== Directions for this task ==
In full and without alteration, print the entries.

== Recorded data ==

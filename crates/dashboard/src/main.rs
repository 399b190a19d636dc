//! IPL Season Dashboard - Main Entry Point

use anyhow::Context;
use dashboard::{init_logging, run_server, DashboardConfig};
use tracing::info;

#[tokio::main]
async fn main() -> anyhow::Result<()> {
    let config = DashboardConfig::load().context("Failed to load configuration")?;
    init_logging(&config.log_level)?;

    info!("=== IPL Season Dashboard v{} ===", env!("CARGO_PKG_VERSION"));
    info!(
        "Matches: {}, deliveries: {}",
        config.matches_path.display(),
        config.deliveries_path.display()
    );

    run_server(config).await
}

== Task answer ==
filename crates/dashboard/src/main.rs
repository 399b190a19d636dc
//! IPL Season Dashboard - Main Entry Point

use anyhow::Context;
use dashboard::{init_logging, run_server, DashboardConfig};
use tracing::info;

#[tokio::main]
async fn main() -> anyhow::Result<()> {
    let config = DashboardConfig::load().context("Failed to load configuration")?;
    init_logging(&config.log_level)?;

    info!("=== IPL Season Dashboard v{} ===", env!("CARGO_PKG_VERSION"));
    info!(
        "Matches: {}, deliveries: {}",
        config.matches_path.display(),
        config.deliveries_path.display()
    );

    run_server(config).await
}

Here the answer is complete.